Problem details
What lines of the data below hold the string "ParserResult"? Copy each one out.

Items listed in a dataset
^^^^

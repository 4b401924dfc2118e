//! Per-course grading policy, resolved once at startup.
//!
//! Courses are looked up by id in a map instead of being matched on names
//! at each call site. The registry is loaded from a JSON array:
//!
//! ```json
//! [
//!   {
//!     "courseId": "310",
//!     "org": "CPSC310-2017W-T2",
//!     "deliverables": ["d0", "d1"],
//!     "currentDeliverable": "d1",
//!     "cooldownSecs": 43200,
//!     "images": { "d0": "grader-d0", "d1": "grader-d1" }
//!   }
//! ]
//! ```
//!
//! `org` maps pushes, which carry no course id, onto a course. `images` names
//! the grading image per deliverable; a deliverable without one is admitted
//! but not run.

use serde::Deserialize;
use std::collections::HashMap;
use std::path::Path;
use std::time::Duration;

#[derive(Debug, thiserror::Error)]
pub enum RegistryError {
    #[error("failed to read course registry: {0}")]
    Io(#[from] std::io::Error),
    #[error("invalid course registry JSON: {0}")]
    Json(#[from] serde_json::Error),
    #[error("course '{0}' is defined more than once")]
    Duplicate(String),
}

/// Maps a request context onto a concrete deliverable id.
pub trait DeliverableResolver: Send + Sync {
    /// Returns the deliverable to grade, or `None` when it cannot be determined.
    fn resolve(&self, course_id: Option<&str>, requested: Option<&str>) -> Option<String>;

    /// Course-specific cooldown override.
    fn cooldown_for(&self, _course_id: &str) -> Option<Duration> {
        None
    }

    /// Course owning the repositories of a git organisation.
    fn course_for_org(&self, _org: &str) -> Option<String> {
        None
    }

    /// Grading image for a deliverable.
    fn image_for(&self, _course_id: &str, _deliv_id: &str) -> Option<String> {
        None
    }
}

#[derive(Debug, Clone, Default, PartialEq, Eq, Deserialize)]
#[serde(rename_all = "camelCase")]
pub struct CoursePolicy {
    pub course_id: String,
    #[serde(default)]
    pub deliverables: Vec<String>,
    #[serde(default)]
    pub current_deliverable: Option<String>,
    #[serde(default)]
    pub cooldown_secs: Option<u64>,
    #[serde(default)]
    pub org: Option<String>,
    #[serde(default)]
    pub images: HashMap<String, String>,
}

#[derive(Debug, Default, Clone)]
pub struct CourseRegistry {
    courses: HashMap<String, CoursePolicy>,
}

impl CourseRegistry {
    pub fn new(policies: Vec<CoursePolicy>) -> Result<Self, RegistryError> {
        let mut courses = HashMap::with_capacity(policies.len());
        for policy in policies {
            let id = policy.course_id.clone();
            if courses.insert(id.clone(), policy).is_some() {
                return Err(RegistryError::Duplicate(id));
            }
        }
        Ok(Self { courses })
    }

    pub fn load_from_json<P: AsRef<Path>>(path: P) -> Result<Self, RegistryError> {
        let content = std::fs::read_to_string(path)?;
        let policies: Vec<CoursePolicy> = serde_json::from_str(&content)?;
        Self::new(policies)
    }

    pub fn get(&self, course_id: &str) -> Option<&CoursePolicy> {
        self.courses.get(course_id)
    }

    pub fn len(&self) -> usize {
        self.courses.len()
    }

    pub fn is_empty(&self) -> bool {
        self.courses.is_empty()
    }
}

impl DeliverableResolver for CourseRegistry {
    fn resolve(&self, course_id: Option<&str>, requested: Option<&str>) -> Option<String> {
        let policy = self.get(course_id?)?;
        match requested.map(str::trim).filter(|d| !d.is_empty()) {
            Some(deliv) => policy
                .deliverables
                .iter()
                .find(|known| known.as_str() == deliv)
                .cloned(),
            None => policy.current_deliverable.clone(),
        }
    }

    fn cooldown_for(&self, course_id: &str) -> Option<Duration> {
        self.get(course_id)?.cooldown_secs.map(Duration::from_secs)
    }

    fn course_for_org(&self, org: &str) -> Option<String> {
        self.courses
            .values()
            .find(|policy| policy.org.as_deref().is_some_and(|o| o.eq_ignore_ascii_case(org)))
            .map(|policy| policy.course_id.clone())
    }

    fn image_for(&self, course_id: &str, deliv_id: &str) -> Option<String> {
        self.get(course_id)?
            .images
            .get(deliv_id)
            .filter(|image| !image.trim().is_empty())
            .cloned()
    }
}
//! API Response types
//!
//! Standardized API response structures for the admin console

use serde::{Deserialize, Serialize};

use crate::error::ApiErrorCode;

/// Standard API response code
pub const API_CODE_SUCCESS: &str = ApiErrorCode::Success.code();

/// Unified API response structure
///
/// All API responses follow this format:
/// ```json
/// {
///     "code": "E0000",
///     "message": "Success",
///     "data": { ... }
/// }
/// ```
#[derive(Debug, Serialize, Deserialize)]
pub struct ApiResponse<T> {
    /// Response code (E0000 = success, others = error codes)
    pub code: String,
    /// Human-readable message
    pub message: String,
    /// Response data (optional)
    #[serde(skip_serializing_if = "Option::is_none")]
    pub data: Option<T>,
}

impl<T> ApiResponse<T> {
    /// Create a successful response
    pub fn ok(data: T) -> Self {
        Self {
            code: API_CODE_SUCCESS.to_string(),
            message: "Success".to_string(),
            data: Some(data),
        }
    }

    /// Create a successful response with custom message
    pub fn ok_with_message(data: T, message: impl Into<String>) -> Self {
        Self {
            code: API_CODE_SUCCESS.to_string(),
            message: message.into(),
            data: Some(data),
        }
    }

    /// Create an error response
    pub fn error(code: impl Into<String>, message: impl Into<String>) -> Self {
        Self {
            code: code.into(),
            message: message.into(),
            data: None,
        }
    }

    /// Whether the response carries the success code
    pub fn is_success(&self) -> bool {
        self.code == API_CODE_SUCCESS
    }
}
//! Admin console core for the storefront
//!
//! Provides the typed order API client ([`OrderApi`]), the order analytics
//! aggregator ([`analytics`]) and the dashboard view-model builders
//! ([`dashboard`]). Rendering stays with the frontend; everything produced
//! here is plain serializable data.

pub mod analytics;
pub mod client;
pub mod dashboard;
pub mod error;

// Re-exports
pub use client::OrderApi;
pub use dashboard::{build_dashboard, Dashboard, DashboardSummary};
pub use error::{ApiClientError, ApiClientResult};
//! Unified error system for the admin console
//!
//! Provides [`ApiErrorCode`] (standardized error codes with HTTP status
//! mapping) and [`ApiError`] (the error type the API boundary converts
//! into response envelopes).

use http::StatusCode;
use thiserror::Error;

/// Standard API error codes
#[derive(Debug, Clone, Copy, PartialEq, Eq)]
pub enum ApiErrorCode {
    /// Success
    Success,
    /// Validation error (400)
    Validation,
    /// Authentication required (401)
    Unauthorized,
    /// Resource not found (404)
    NotFound,
    /// Internal server error (500)
    Internal,
}

impl ApiErrorCode {
    /// Get the HTTP status code for this error
    pub fn status_code(&self) -> StatusCode {
        match self {
            Self::Success => StatusCode::OK,
            Self::Validation => StatusCode::BAD_REQUEST,
            Self::Unauthorized => StatusCode::UNAUTHORIZED,
            Self::NotFound => StatusCode::NOT_FOUND,
            Self::Internal => StatusCode::INTERNAL_SERVER_ERROR,
        }
    }

    /// Get the error code string
    pub const fn code(&self) -> &'static str {
        match self {
            Self::Success => "E0000",
            Self::Validation => "E0002",
            Self::Unauthorized => "E3001",
            Self::NotFound => "E0003",
            Self::Internal => "E9001",
        }
    }
}

impl std::fmt::Display for ApiErrorCode {
    fn fmt(&self, f: &mut std::fmt::Formatter<'_>) -> std::fmt::Result {
        write!(f, "{}", self.code())
    }
}

/// Unified error type for the admin console
#[derive(Debug, Error)]
pub enum ApiError {
    /// Validation error
    #[error("{message}")]
    Validation { message: String },

    /// Authentication required
    #[error("Authentication required")]
    Unauthorized,

    /// Resource not found
    #[error("Resource not found: {resource}")]
    NotFound { resource: String },

    /// Internal server error
    #[error("Internal error: {message}")]
    Internal { message: String },
}

impl ApiError {
    // ========== Convenient constructors ==========

    /// Create a Validation error
    pub fn validation(message: impl Into<String>) -> Self {
        Self::Validation {
            message: message.into(),
        }
    }

    /// Create a NotFound error
    pub fn not_found(resource: impl Into<String>) -> Self {
        Self::NotFound {
            resource: resource.into(),
        }
    }

    /// Create an Internal error
    pub fn internal(message: impl Into<String>) -> Self {
        Self::Internal {
            message: message.into(),
        }
    }

    // ========== Error inspection methods ==========

    /// Get the error code for this error
    pub fn error_code(&self) -> ApiErrorCode {
        match self {
            Self::Validation { .. } => ApiErrorCode::Validation,
            Self::Unauthorized => ApiErrorCode::Unauthorized,
            Self::NotFound { .. } => ApiErrorCode::NotFound,
            Self::Internal { .. } => ApiErrorCode::Internal,
        }
    }

    /// Get the HTTP status code for this error
    pub fn status_code(&self) -> StatusCode {
        self.error_code().status_code()
    }

    /// Get the error message
    pub fn message(&self) -> String {
        match self {
            Self::Validation { message } => message.clone(),
            Self::Unauthorized => "Please login first".to_string(),
            Self::NotFound { resource } => format!("{} not found", resource),
            Self::Internal { message } => message.clone(),
        }
    }

    /// Convert to the unified response envelope
    pub fn to_response<T>(&self) -> crate::response::ApiResponse<T> {
        crate::response::ApiResponse::error(self.error_code().code(), self.message())
    }
}

/// Result type for API operations
pub type ApiResult<T> = Result<T, ApiError>;
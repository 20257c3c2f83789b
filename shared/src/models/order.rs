//! Order Model

use chrono::{DateTime, Local, NaiveDate};
use serde::{Deserialize, Serialize};

/// Order lifecycle status
///
/// Wire values are the display strings used by the storefront API.
/// Values outside the four known statuses deserialize as [`Unknown`]
/// instead of failing the whole order list.
///
/// [`Unknown`]: OrderStatus::Unknown
#[derive(Debug, Clone, Copy, Serialize, Deserialize, PartialEq, Eq, Hash, Default)]
#[serde(from = "String", into = "String")]
pub enum OrderStatus {
    #[default]
    NotProcess,
    Processing,
    Completed,
    Cancelled,
    /// Unrecognized wire value (tolerated, never counted)
    Unknown,
}

impl From<String> for OrderStatus {
    fn from(value: String) -> Self {
        match value.as_str() {
            "Not Process" => OrderStatus::NotProcess,
            "Processing" => OrderStatus::Processing,
            "Completed" => OrderStatus::Completed,
            "Cancelled" => OrderStatus::Cancelled,
            _ => OrderStatus::Unknown,
        }
    }
}

impl From<OrderStatus> for String {
    fn from(status: OrderStatus) -> Self {
        status.as_str().to_string()
    }
}

impl OrderStatus {
    /// The four known statuses, in lifecycle order
    pub const ALL: [OrderStatus; 4] = [
        OrderStatus::NotProcess,
        OrderStatus::Processing,
        OrderStatus::Completed,
        OrderStatus::Cancelled,
    ];

    /// Display string (matches the wire value for known statuses)
    pub fn as_str(&self) -> &'static str {
        match self {
            OrderStatus::NotProcess => "Not Process",
            OrderStatus::Processing => "Processing",
            OrderStatus::Completed => "Completed",
            OrderStatus::Cancelled => "Cancelled",
            OrderStatus::Unknown => "Unknown",
        }
    }
}

impl std::fmt::Display for OrderStatus {
    fn fmt(&self, f: &mut std::fmt::Formatter<'_>) -> std::fmt::Result {
        f.write_str(self.as_str())
    }
}

/// Purchaser snapshot, immutable for the order's lifetime
#[derive(Debug, Clone, Serialize, Deserialize, PartialEq)]
pub struct Customer {
    pub email: String,
    pub address: String,
}

/// Product snapshot embedded in a line item
#[derive(Debug, Clone, Serialize, Deserialize, PartialEq)]
pub struct ProductSnapshot {
    pub title: String,
    /// Unit price in currency unit
    pub price: f64,
}

/// One product-and-quantity entry within an order
#[derive(Debug, Clone, Serialize, Deserialize, PartialEq)]
pub struct LineItem {
    pub product: ProductSnapshot,
    pub count: i64,
}

/// Order entity (read-only snapshot from the admin API)
#[derive(Debug, Clone, Serialize, Deserialize)]
#[serde(rename_all = "camelCase")]
pub struct Order {
    pub id: String,
    pub ordered_by: Customer,
    /// Line items; an absent list deserializes as empty
    #[serde(default)]
    pub products: Vec<LineItem>,
    /// Recorded total in currency unit (never recomputed client-side)
    pub cart_total: f64,
    #[serde(default)]
    pub order_status: OrderStatus,
    /// Creation timestamp (RFC 3339); absent or malformed is tolerated
    #[serde(default, skip_serializing_if = "Option::is_none")]
    pub created_at: Option<String>,
}

impl Order {
    /// Local calendar day the order was created on
    ///
    /// Returns `None` when `created_at` is absent or not parseable,
    /// so such orders simply never match a date filter.
    pub fn created_date(&self) -> Option<NaiveDate> {
        let raw = self.created_at.as_deref()?;
        let ts = DateTime::parse_from_rfc3339(raw).ok()?;
        Some(ts.with_timezone(&Local).date_naive())
    }
}

/// Update status payload (admin write path)
#[derive(Debug, Clone, Serialize, Deserialize)]
#[serde(rename_all = "camelCase")]
pub struct OrderStatusUpdate {
    pub order_id: String,
    pub order_status: OrderStatus,
}
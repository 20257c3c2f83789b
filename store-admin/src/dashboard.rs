//! Dashboard view-models
//!
//! Builds the summary tiles and chart datasets the admin dashboard
//! renders. Chart points keep the first-occurrence order of their keys
//! in the filtered snapshot so labels stay stable across recomputations.

use std::collections::HashMap;

use chrono::NaiveDate;
use serde::Serialize;
use shared::models::Order;

use crate::analytics::{self, day_key, StatusCounts};

/// One label/value entry of a chart dataset
#[derive(Debug, Clone, PartialEq, Serialize)]
pub struct ChartPoint {
    pub label: String,
    pub value: f64,
}

/// Summary tile values for the filtered snapshot
#[derive(Debug, Clone, Serialize)]
#[serde(rename_all = "camelCase")]
pub struct DashboardSummary {
    pub total_orders: usize,
    pub not_process_orders: usize,
    pub processing_orders: usize,
    pub completed_orders: usize,
    pub cancelled_orders: usize,
    /// Sum of recorded cart totals
    pub total_amount: f64,
}

/// Everything the dashboard view renders, in plain serializable form
#[derive(Debug, Clone, Serialize)]
#[serde(rename_all = "camelCase")]
pub struct Dashboard {
    pub summary: DashboardSummary,
    /// Revenue per calendar day (`dd/mm/yyyy` labels)
    pub revenue_by_date: Vec<ChartPoint>,
    /// Units sold per product title
    pub units_by_product: Vec<ChartPoint>,
}

/// Build the full dashboard from an order snapshot and a date filter
///
/// Applies the calendar-day filter once, then derives every aggregate
/// from the filtered subset. Pure and synchronous; recomputed on each
/// filter change.
pub fn build_dashboard(orders: &[Order], filter: Option<NaiveDate>) -> Dashboard {
    let filtered = analytics::filter_by_date(orders, filter);

    let counts: StatusCounts = analytics::count_by_status(&filtered);
    let summary = DashboardSummary {
        total_orders: filtered.len(),
        not_process_orders: counts.not_process,
        processing_orders: counts.processing,
        completed_orders: counts.completed,
        cancelled_orders: counts.cancelled,
        total_amount: analytics::sum_total(&filtered),
    };

    Dashboard {
        summary,
        revenue_by_date: revenue_by_date_points(&filtered),
        units_by_product: units_by_product_points(&filtered),
    }
}

/// Revenue chart dataset, keyed by calendar day in first-occurrence order
fn revenue_by_date_points(orders: &[Order]) -> Vec<ChartPoint> {
    let mut points: Vec<ChartPoint> = Vec::new();
    let mut index: HashMap<String, usize> = HashMap::new();

    for order in orders {
        let Some(date) = order.created_date() else {
            continue;
        };
        let label = day_key(date);
        match index.get(&label) {
            Some(&i) => points[i].value += order.cart_total,
            None => {
                index.insert(label.clone(), points.len());
                points.push(ChartPoint {
                    label,
                    value: order.cart_total,
                });
            }
        }
    }
    points
}

/// Units-sold chart dataset, keyed by product title in first-occurrence order
fn units_by_product_points(orders: &[Order]) -> Vec<ChartPoint> {
    let mut points: Vec<ChartPoint> = Vec::new();
    let mut index: HashMap<String, usize> = HashMap::new();

    for order in orders {
        for item in &order.products {
            let title = &item.product.title;
            match index.get(title) {
                Some(&i) => points[i].value += item.count as f64,
                None => {
                    index.insert(title.clone(), points.len());
                    points.push(ChartPoint {
                        label: title.clone(),
                        value: item.count as f64,
                    });
                }
            }
        }
    }
    points
}
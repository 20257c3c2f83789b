//! Typed HTTP client for the storefront admin API
//!
//! Thin reqwest wrapper over the remote order-management endpoints.
//! All endpoints use the unified `ApiResponse` envelope and bearer-token
//! authentication; network and auth failures surface here, never inside
//! the analytics layer.

use http::{Method, StatusCode};
use serde::de::DeserializeOwned;
use serde::Serialize;
use shared::models::{Order, OrderStatus, OrderStatusUpdate};
use shared::response::ApiResponse;

use crate::error::{ApiClientError, ApiClientResult};

/// Admin order API client
#[derive(Debug, Clone)]
pub struct OrderApi {
    base_url: String,
    http: reqwest::Client,
    token: Option<String>,
}

impl OrderApi {
    /// Create a client for the given base URL (no trailing slash needed)
    pub fn new(base_url: impl Into<String>) -> Self {
        let base_url = base_url.into().trim_end_matches('/').to_string();
        Self {
            base_url,
            http: reqwest::Client::new(),
            token: None,
        }
    }

    /// Attach a bearer token (builder style)
    pub fn with_token(mut self, token: impl Into<String>) -> Self {
        self.token = Some(token.into());
        self
    }

    /// Replace the bearer token (after re-login)
    pub fn set_token(&mut self, token: impl Into<String>) {
        self.token = Some(token.into());
    }

    /// Current bearer token, if any
    pub fn token(&self) -> Option<&str> {
        self.token.as_deref()
    }

    /// List all orders for the admin dashboard
    ///
    /// Returns an owned snapshot; a later fetch never aliases data a
    /// caller is still aggregating over.
    pub async fn list_orders(&self) -> ApiClientResult<Vec<Order>> {
        let resp: ApiResponse<Vec<Order>> = self
            .request(Method::GET, "/api/admin/orders", None::<&()>)
            .await?;

        if !resp.is_success() {
            return Err(ApiClientError::Api {
                code: resp.code,
                message: resp.message,
            });
        }

        let orders = resp
            .data
            .ok_or_else(|| ApiClientError::InvalidResponse("Missing order list".into()))?;
        tracing::debug!(count = orders.len(), "Fetched admin order snapshot");
        Ok(orders)
    }

    /// Change an order's status
    ///
    /// Status transitions happen server-side; callers are expected to
    /// re-fetch and re-aggregate after a successful update.
    pub async fn change_order_status(
        &self,
        order_id: &str,
        status: OrderStatus,
    ) -> ApiClientResult<()> {
        let payload = OrderStatusUpdate {
            order_id: order_id.to_string(),
            order_status: status,
        };
        let resp: ApiResponse<()> = self
            .request(Method::PUT, "/api/admin/order-status", Some(&payload))
            .await?;

        if !resp.is_success() {
            return Err(ApiClientError::Api {
                code: resp.code,
                message: resp.message,
            });
        }

        tracing::info!(order_id = %order_id, status = %status, "Order status updated");
        Ok(())
    }

    async fn request<T, B>(&self, method: Method, path: &str, body: Option<&B>) -> ApiClientResult<T>
    where
        T: DeserializeOwned,
        B: Serialize,
    {
        let url = format!("{}{}", self.base_url, path);
        let mut builder = self.http.request(method, &url);

        if let Some(token) = &self.token {
            builder = builder.header("Authorization", format!("Bearer {}", token));
        }

        if let Some(body) = body {
            builder = builder.json(body);
        }

        let resp = builder.send().await?;
        let status = resp.status();

        if !status.is_success() {
            let text = resp.text().await.unwrap_or_default();
            return match status {
                StatusCode::UNAUTHORIZED => Err(ApiClientError::Unauthorized),
                StatusCode::FORBIDDEN => Err(ApiClientError::Forbidden(text)),
                StatusCode::NOT_FOUND => Err(ApiClientError::NotFound(text)),
                StatusCode::BAD_REQUEST => Err(ApiClientError::Validation(text)),
                _ => Err(ApiClientError::Internal(text)),
            };
        }

        resp.json()
            .await
            .map_err(|e| ApiClientError::InvalidResponse(e.to_string()))
    }
}
//! thriftfmt core
//!
//! Syntax tree, token stream and shared error types for the Thrift IDL
//! formatter. The grammar front end produces a [`ParserResult`]; the
//! formatter crate patches and renders it.

pub mod error;
pub mod result;
pub mod syntax;

pub use error::{ErrorKind, ThriftFmtError};
pub use result::{Result, ResultExt};
pub use syntax::{
    Channel, NodeData, NodeId, ParserResult, SyntaxKind, SyntaxTree, Token, TokenKind, TreeBuilder,
};

/// Initialize the tracing subscriber for logging
pub fn init_tracing() {
    use tracing_subscriber::{EnvFilter, layer::SubscriberExt, util::SubscriberInitExt};

    let filter =
        EnvFilter::try_from_default_env().unwrap_or_else(|_| EnvFilter::new("thriftfmt=info"));

    tracing_subscriber::registry()
        .with(filter)
        .with(
            tracing_subscriber::fmt::layer()
                .with_target(false)
                .with_thread_ids(false)
                .with_file(true)
                .with_line_number(true),
        )
        .init();
}

/// Version information
pub const VERSION: &str = env!("CARGO_PKG_VERSION");
pub const NAME: &str = env!("CARGO_PKG_NAME");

^^^^

The completed task
//! formatter. The grammar front end produces a [`ParserResult`]; the
    Channel, NodeData, NodeId, ParserResult, SyntaxKind, SyntaxTree, Token, TokenKind, TreeBuilder,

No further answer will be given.